これは感想ではなく、事実と構造によって起こる現象の話です。その"現象"をよく理解し、それでもなお「人それぞれ」というのであれば、否定はできません。
結局はそれが、もっともな正論の終着点だと僕も思っているからです。
「人それぞれ」と言うからには
どう思うのか。どう感じるのか。
何が正しいのか。何が好きなのか。
どんな遊びや仕事をするのか。どんな友達や家族といるのか。
どんな服をきて、何を食べて、どこに住むのか。
「人それぞれでしょ」
全ての事はこの一言で済んでしまいますよね。済まないものがあるとすれば、それは 「済まない」のではなく「済まされない」と思っているか思われているかだけです。
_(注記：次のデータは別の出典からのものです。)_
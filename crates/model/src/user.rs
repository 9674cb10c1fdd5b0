use std::{fmt, str::FromStr};

use schemars::JsonSchema;
use serde::{Deserialize, Serialize};
use utility::id::{HasId, Id};

/// An account of the external authentication system. Only its id is known here.
#[derive(Debug, Clone, Serialize, Deserialize, JsonSchema)]
pub struct User;

impl HasId for User {
    type IdType = String;
}

#[derive(Debug, Clone, Copy, PartialEq, Eq, Serialize, Deserialize, JsonSchema)]
#[serde(rename_all = "lowercase")]
pub enum Role {
    Driver,
    Coordinator,
}

impl fmt::Display for Role {
    fn fmt(&self, f: &mut fmt::Formatter<'_>) -> fmt::Result {
        match self {
            Self::Driver => f.write_str("driver"),
            Self::Coordinator => f.write_str("coordinator"),
        }
    }
}

impl FromStr for Role {
    type Err = String;

    fn from_str(s: &str) -> Result<Self, Self::Err> {
        match s.trim().to_ascii_lowercase().as_str() {
            "driver" => Ok(Self::Driver),
            "coordinator" => Ok(Self::Coordinator),
            other => Err(format!("unknown role `{}`", other)),
        }
    }
}

/// The authenticated actor behind a request. Passed explicitly to every
/// operation that needs to know who is acting.
#[derive(Debug, Clone, PartialEq, Eq)]
pub struct Session {
    pub user: Id<User>,
    pub role: Role,
}

impl Session {
    pub fn new<S: Into<String>>(user: S, role: Role) -> Self {
        Self {
            user: Id::new(user.into()),
            role,
        }
    }

    pub fn driver<S: Into<String>>(user: S) -> Self {
        Self::new(user, Role::Driver)
    }

    pub fn coordinator<S: Into<String>>(user: S) -> Self {
        Self::new(user, Role::Coordinator)
    }

    pub fn is_coordinator(&self) -> bool {
        self.role == Role::Coordinator
    }
}
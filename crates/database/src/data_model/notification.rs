use async_trait::async_trait;
use chrono::{DateTime, Local};
use model::{notification::Notification, user::User, WithId};
use sqlx::prelude::FromRow;
use transport_queue::database::{NotificationRepo, Result, NOTIFICATION_HISTORY};
use utility::id::{Id, IdWrapper};

use crate::{
    queries::{
        notification::{get_by_recipient, insert, prune},
        parse_column,
    },
    PgDatabaseAutocommit, PgDatabaseTransaction,
};

use super::DatabaseRow;

#[derive(Debug, Clone, FromRow)]
pub struct NotificationRow {
    pub id: String,
    pub recipient: String,
    pub station_id: Option<String>,
    pub entry_id: Option<String>,
    pub kind: String,
    pub message: String,
    pub created_at: DateTime<Local>,
}

impl DatabaseRow for NotificationRow {
    type Model = Notification;

    fn get_id(&self) -> Id<Self::Model> {
        Id::new(self.id.clone())
    }

    fn to_model(self) -> Result<Self::Model> {
        Ok(Notification {
            recipient: Id::new(self.recipient),
            station_id: self.station_id.map(Id::new),
            entry_id: self.entry_id.map(Id::new),
            kind: parse_column("kind", &self.kind)?,
            message: self.message,
            created_at: self.created_at,
        })
    }

    fn from_model(notification: WithId<Notification>) -> Self {
        Self {
            id: notification.id.raw(),
            recipient: notification.content.recipient.raw(),
            station_id: notification.content.station_id.raw(),
            entry_id: notification.content.entry_id.raw(),
            kind: notification.content.kind.as_str().to_owned(),
            message: notification.content.message,
            created_at: notification.content.created_at,
        }
    }
}

#[async_trait]
impl NotificationRepo for PgDatabaseAutocommit {
    async fn push_notification(&mut self, notification: WithId<Notification>) -> Result<()> {
        let recipient = notification.content.recipient.clone();
        insert(&self.pool, notification).await?;
        prune(&self.pool, &recipient, NOTIFICATION_HISTORY).await?;
        Ok(())
    }

    async fn get_notifications(
        &mut self,
        recipient: &Id<User>,
        limit: u32,
    ) -> Result<Vec<WithId<Notification>>> {
        get_by_recipient(&self.pool, recipient, limit).await
    }
}

#[async_trait]
impl<'a> NotificationRepo for PgDatabaseTransaction<'a> {
    async fn push_notification(&mut self, notification: WithId<Notification>) -> Result<()> {
        let recipient = notification.content.recipient.clone();
        insert(&mut *self.tx, notification).await?;
        prune(&mut *self.tx, &recipient, NOTIFICATION_HISTORY).await?;
        Ok(())
    }

    async fn get_notifications(
        &mut self,
        recipient: &Id<User>,
        limit: u32,
    ) -> Result<Vec<WithId<Notification>>> {
        get_by_recipient(&mut *self.tx, recipient, limit).await
    }
}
そして、その済まされない事というのは、全体の一割程度な気がします。 この一割は、逃げられない大事な局面が多いんじゃないですか?
法律違反、人種差別、事件、事故、近年起こっている災害。コロナウイルスの緊急事態宣言、 外出自粛や営業自粛の判断もそうですね。
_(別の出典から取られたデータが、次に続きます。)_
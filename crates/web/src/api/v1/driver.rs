use std::sync::Arc;

use axum::{
    extract::{OriginalUri, State},
    http::Method,
    routing::{get, on, post},
    Extension, Json, Router,
};
use model::{
    notification::Notification,
    queue::{DriverQueueStatus, NewQueueEntry, QueueEntry},
    station::Station,
    stats::DailyStats,
    user::Session,
    WithId,
};
use serde::Deserialize;
use transport_queue::database::Database;
use utility::id::Id;

use crate::{
    common::{on_error, route_not_found, ApiResponse, ApiResult, METHOD_FILTER_ALL},
    WebState,
};

pub(crate) fn routes<D: Database>(state: WebState<D>) -> Router {
    Router::new()
        .route("/join-queue", post(join_queue::<D>))
        .route("/leave-queue", post(leave_queue::<D>))
        .route("/request-special", post(request_special::<D>))
        .route("/queue-status", get(queue_status::<D>))
        .route("/today-stats", get(today_stats::<D>))
        .route("/notifications", get(notifications::<D>))
        .with_state(state)
        .fallback_service(on(METHOD_FILTER_ALL, route_not_found))
}

#[derive(Deserialize)]
#[serde(rename_all = "camelCase")]
struct JoinQueue {
    station_id: String,
    #[serde(flatten)]
    vehicle: NewQueueEntry,
}

async fn join_queue<D: Database>(
    method: Method,
    original_uri: OriginalUri,
    State(WebState { queue_client, .. }): State<WebState<D>>,
    Extension(session): Extension<Arc<Session>>,
    Json(request): Json<JoinQueue>,
) -> ApiResult<WithId<QueueEntry>> {
    queue_client
        .join_queue(&session, &Id::new(request.station_id), request.vehicle)
        .await
        .map(|entry| {
            ApiResponse::ok(entry)
                .with_message("You joined the queue.")
                .json()
        })
        .map_err(on_error(&method, &original_uri))
}

/// Names the station when a driver is queued at more than one.
#[derive(Deserialize)]
#[serde(rename_all = "camelCase")]
struct StationSelector {
    station_id: Option<String>,
}

impl StationSelector {
    fn from_body(body: Option<Json<StationSelector>>) -> Option<Id<Station>> {
        body.and_then(|Json(selector)| selector.station_id)
            .map(Id::new)
    }
}

async fn leave_queue<D: Database>(
    method: Method,
    original_uri: OriginalUri,
    State(WebState { queue_client, .. }): State<WebState<D>>,
    Extension(session): Extension<Arc<Session>>,
    body: Option<Json<StationSelector>>,
) -> ApiResult<()> {
    let station = StationSelector::from_body(body);
    queue_client
        .leave_queue(&session, station.as_ref())
        .await
        .map(|()| {
            ApiResponse::done()
                .with_message("You left the queue.")
                .json()
        })
        .map_err(on_error(&method, &original_uri))
}

async fn request_special<D: Database>(
    method: Method,
    original_uri: OriginalUri,
    State(WebState { queue_client, .. }): State<WebState<D>>,
    Extension(session): Extension<Arc<Session>>,
    body: Option<Json<StationSelector>>,
) -> ApiResult<WithId<QueueEntry>> {
    let station = StationSelector::from_body(body);
    queue_client
        .driver_request_special(&session, station.as_ref())
        .await
        .map(|entry| ApiResponse::ok(entry).json())
        .map_err(on_error(&method, &original_uri))
}

async fn queue_status<D: Database>(
    method: Method,
    original_uri: OriginalUri,
    State(WebState { queue_client, .. }): State<WebState<D>>,
    Extension(session): Extension<Arc<Session>>,
) -> ApiResult<Vec<DriverQueueStatus>> {
    queue_client
        .queue_status(&session)
        .await
        .map(|status| ApiResponse::ok(status).json())
        .map_err(on_error(&method, &original_uri))
}

async fn today_stats<D: Database>(
    method: Method,
    original_uri: OriginalUri,
    State(WebState { queue_client, .. }): State<WebState<D>>,
    Extension(session): Extension<Arc<Session>>,
) -> ApiResult<DailyStats> {
    queue_client
        .today_stats(&session)
        .await
        .map(|stats| ApiResponse::ok(stats).json())
        .map_err(on_error(&method, &original_uri))
}

async fn notifications<D: Database>(
    method: Method,
    original_uri: OriginalUri,
    State(WebState { queue_client, .. }): State<WebState<D>>,
    Extension(session): Extension<Arc<Session>>,
) -> ApiResult<Vec<WithId<Notification>>> {
    queue_client
        .notifications(&session)
        .await
        .map(|notifications| ApiResponse::ok(notifications).json())
        .map_err(on_error(&method, &original_uri))
}

#[cfg(test)]
mod tests {
    use super::*;

    #[test]
    fn join_body_carries_station_and_vehicle() {
        let request: JoinQueue = serde_json::from_value(serde_json::json!({
            "stationId": "s1",
            "vehicleNumber": "b 123 abc",
            "route": "Gaborone - Mogoditshane",
            "destination": "Mogoditshane",
            "capacity": 15,
            "serviceType": "combi",
            "specialService": true,
        }))
        .unwrap();
        assert_eq!(request.station_id, "s1");
        assert_eq!(request.vehicle.capacity, 15);
        assert!(request.vehicle.special_request);
    }
}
「人それぞれでしょ」では済まされたくないと思っているか、思われているか。
だから思うんですよ。
普段は何も主張しないのに、一割のことばかりに目くじらを立てるくらいなら、九割の済まされることも、たまには「済まさないぜ」と、遊び心で主張してみたらいいんじゃないですかね?
俺はこんなことが好きなんだぜ。
俺の服似合ってるだろ?
俺の歌を聞いてくれよ。
俺の絵を見てくれよ。
俺の考え正しいだろ?
残り一割の大事な局面に向けての主張の練習として、言う方も聞く方も気軽にいきましょう。
だってそうですよね?
「人それぞれ」なんですから。
おわりに
世間は「人それぞれ」と簡単に口にする割には、人それぞれの主張は少ないです。たしかに民主主義ではマジョリティの方が得をします。
リクエスト給食のアンケートの結果、みんなの大好きなカレーライスになりました、と言われるなら、カレーライスを好きな人の方が得ですよね。
でも、わざわざ好きにならなくても良いんですよ。ハンバーグでもいいし、ラーメンだっていいんですから。